I had a go of his three current electric bikes. His main bike has the newest motor on it, the GL-2, which is astonishingly powerful, smooth and silent and I imagine with panniers, virtually invisible! I want. I WILL have. Soon.

But in the meantime, I am borrowing his folder bike, which has his old  front hub motor, with a 36V NiMH battery pack and Crystalyte controller. It’s tacky and cheap and ugly as hell but O.M.G. is it HELLA FUN to ride!!!! And I get into the city faster than I would have on my scooty. It’s amazing. It’s all the great things you like about cycling but without the sweatiness, the slowly chugging up hills, and the overall fatigue. Hills seriously feel like they are not there, and as it can go about 20-25 kph without you even pedalling, it’s already as fast or faster than my average cycling speed, with no effort put in. Headwind? What headwind? I laugh in the face of headwind! HahahaHAH!

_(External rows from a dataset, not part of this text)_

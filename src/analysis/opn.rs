//! YM2203 voice activity from the register-write stream
//!
//! Tracks a shadow of every register the stream writes and derives one meter
//! target per voice: FM1-3 from the key-on register (0x28) and the operators'
//! total level, SSG A-C from the mixer (0x07) and volume (0x08-0x0A)
//! registers.

use super::MeterSet;
use crate::chip::RegisterSink;
use crate::config::MeterTuning;
use bitflags::bitflags;

/// FM voices on the YM2203.
pub const FM_VOICES: usize = 3;
/// SSG voices on the YM2203.
pub const SSG_VOICES: usize = 3;
/// Meters in the register-stream layout (FM1-3, SSG A-C).
pub const OPN_METERS: usize = FM_VOICES + SSG_VOICES;

const REG_KEY_ON: u8 = 0x28;
const REG_MIXER: usize = 0x07;
const REG_SSG_VOLUME: usize = 0x08;
const REG_TOTAL_LEVEL: usize = 0x40;

/// Operator offsets inside a total-level register group.
const SLOT_OFFSETS: [usize; 4] = [0x00, 0x08, 0x04, 0x0C];

bitflags! {
    /// Operator bits of a key-on write (upper nibble of register 0x28).
    #[derive(Debug, Clone, Copy, PartialEq, Eq, Default)]
    pub struct KeyOnSlots: u8 {
        /// Operator 1
        const OP1 = 0x10;
        /// Operator 2
        const OP2 = 0x20;
        /// Operator 3
        const OP3 = 0x40;
        /// Operator 4
        const OP4 = 0x80;
    }
}

/// Register shadow plus key-on and kick bookkeeping for one YM2203.
#[derive(Debug, Clone)]
pub struct OpnActivity {
    regs: [u8; 256],
    keyon: [KeyOnSlots; FM_VOICES],
    fm_kick_pending: [bool; FM_VOICES],
    fm_kick_until_ms: [u64; FM_VOICES],
    ssg_prev_active: [bool; SSG_VOICES],
    ssg_kick_until_ms: [u64; SSG_VOICES],
}

impl Default for OpnActivity {
    fn default() -> Self {
        OpnActivity {
            regs: [0; 256],
            keyon: [KeyOnSlots::empty(); FM_VOICES],
            fm_kick_pending: [false; FM_VOICES],
            fm_kick_until_ms: [0; FM_VOICES],
            ssg_prev_active: [false; SSG_VOICES],
            ssg_kick_until_ms: [0; SSG_VOICES],
        }
    }
}

impl OpnActivity {
    /// Fresh tracker with all registers zero.
    pub fn new() -> Self {
        Self::default()
    }

    /// Forget all register state.
    pub fn reset(&mut self) {
        *self = Self::default();
    }

    /// Shadowed register value.
    pub fn register(&self, reg: u8) -> u8 {
        self.regs[reg as usize]
    }

    /// Operators currently keyed on for FM voice `ch`.
    pub fn keyon(&self, ch: usize) -> KeyOnSlots {
        self.keyon.get(ch).copied().unwrap_or_default()
    }

    /// True when SSG voice `ch` has volume and a tone or noise source enabled.
    pub fn ssg_active(&self, ch: usize) -> bool {
        let enable = self.regs[REG_MIXER];
        let tone_on = (enable >> ch) & 1 == 0;
        let noise_on = (enable >> (3 + ch)) & 1 == 0;
        let volume = self.regs[REG_SSG_VOLUME + ch] & 0x0F;
        volume > 0 && (tone_on || noise_on)
    }

    fn fm_target(&self, ch: usize, now_ms: u64, tuning: &MeterTuning) -> f32 {
        if self.keyon[ch].is_empty() {
            return 0.0;
        }
        let min_tl = SLOT_OFFSETS
            .iter()
            .map(|&slot| self.regs[REG_TOTAL_LEVEL + slot + ch] & 0x7F)
            .min()
            .unwrap_or(0x7F);
        let tl_level = 1.0 - min_tl as f32 / 127.0;
        let mut level = tuning.keyon_level * (0.80 + 0.20 * tl_level);
        if now_ms < self.fm_kick_until_ms[ch] {
            level += tuning.kick_boost;
        }
        level.clamp(0.0, 1.0)
    }

    fn ssg_target(&mut self, ch: usize, now_ms: u64, tuning: &MeterTuning) -> f32 {
        let active = self.ssg_active(ch);
        let mut level = if active {
            (self.regs[REG_SSG_VOLUME + ch] & 0x0F) as f32 / 15.0
        } else {
            0.0
        };
        if active && !self.ssg_prev_active[ch] {
            self.ssg_kick_until_ms[ch] = now_ms + tuning.ssg_kick_ms as u64;
        }
        self.ssg_prev_active[ch] = active;
        if now_ms < self.ssg_kick_until_ms[ch] {
            level += tuning.ssg_kick_boost;
        }
        level.clamp(0.0, 1.0)
    }

    /// Advance the six meters (FM1-3, SSG A-C) to `now_ms`.
    pub fn update(&mut self, now_ms: u64, meters: &mut MeterSet) {
        let tuning = *meters.tuning();
        for ch in 0..FM_VOICES {
            if std::mem::take(&mut self.fm_kick_pending[ch]) {
                self.fm_kick_until_ms[ch] = now_ms + tuning.kick_ms as u64;
            }
            let target = self.fm_target(ch, now_ms, &tuning);
            meters.update(ch, target, now_ms);
        }
        for ch in 0..SSG_VOICES {
            let target = self.ssg_target(ch, now_ms, &tuning);
            meters.update(FM_VOICES + ch, target, now_ms);
        }
    }
}

impl RegisterSink for OpnActivity {
    fn write_reg(&mut self, reg: u8, value: u8) {
        self.regs[reg as usize] = value;
        if reg == REG_KEY_ON {
            let ch = (value & 0x03) as usize;
            if ch < FM_VOICES {
                let slots = KeyOnSlots::from_bits_truncate(value);
                if self.keyon[ch].is_empty() && !slots.is_empty() {
                    self.fm_kick_pending[ch] = true;
                }
                self.keyon[ch] = slots;
            }
        }
    }
}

Of course the folder only has one gear, and the wheels are small. Without the electric motor, it would really suck to ride.

And for about 20 cents a charge [maybe less? I need to understand more about charging cost], that’s bloody amazing: that’s probably about 15 cents a day for a round trip from Maylands to Perth. Even if it’s 20 cents, that’s less than 1/5 the cost of petrol for the same trip. Probably even smaller. Put in easily understood terms: The energy a 100 watt electric light bulb burns in an evening – that’s enough energy to propel an electrically-assisted bike for 20 to 40 miles [32 – 64 km]!

So, while I have Chris’ loaner bike, he is adding an Oatley geared motor to mine. It’s not as powerful a motor and goes very slowly up the hills [ie in low gear under load]: but on the flats, it goes astonishingly fast for the size of the thing! It’s a bit noisy and obvious though, and doesn’t freewheel as the hub motors do because they aren’t attached to the chain, so it’s a bit irritating, but it will do good as an interim measure until I get a new bike which I will get a GL-2 for, i think. But I’m having a ball on the one I’m using now in the meantime.

I can’t wait to have mine done, and then start planning the next one. WHEE!

I also have been researching the relative efficiency [equivalent MPG] of electric cycling compared to other forms of transport. I know my scooter gets about 100 MPG, and cars vary but generally run 10 – 30 MPG [less for 4WD, more for hybrids]. I found this page which gives a well researched estimation of human powered bicycle, and the results vary hugely depending on diet:

Vegetarian: 196 MPG
Lacto-ovo vegetarian: 142 MPG
Average US die [non-vege]: 104 MPG

That’s quite eye-opening: and makes me consider going vege a little bit…

Eventually I also found some figures on what kind of MPG electric bikes achieved: and holy crap but it’s nothing short of unbelievable. An electric bike achieves from around 800-2,000 MPG. This page has a list of awesome and genuine reasons to get an electric bike, too.

Having only done my first commute day today, I already can’t imagine going back to a regular bike: if not for any other reason than I’m making better use of resources by using it, than cycling alone – as long as I can commit to eating a bit less, I still won’t feel guilty being non-vege … and when we run into issues of food production – electric bikes will be literally, lifesavers. I was surprised when Chris sold his Vespa shortly after going electric: I can totally understand why now. With a range of up to 50km [more possible with more battery packs, and as battery tech gets better] it will take me almost anywhere I’d normally consider going with my scooty anyways. And I can always take my charger with me if I want to go further.

Now all I have to worry about is overburdening Chris with new customers for his skills in this area.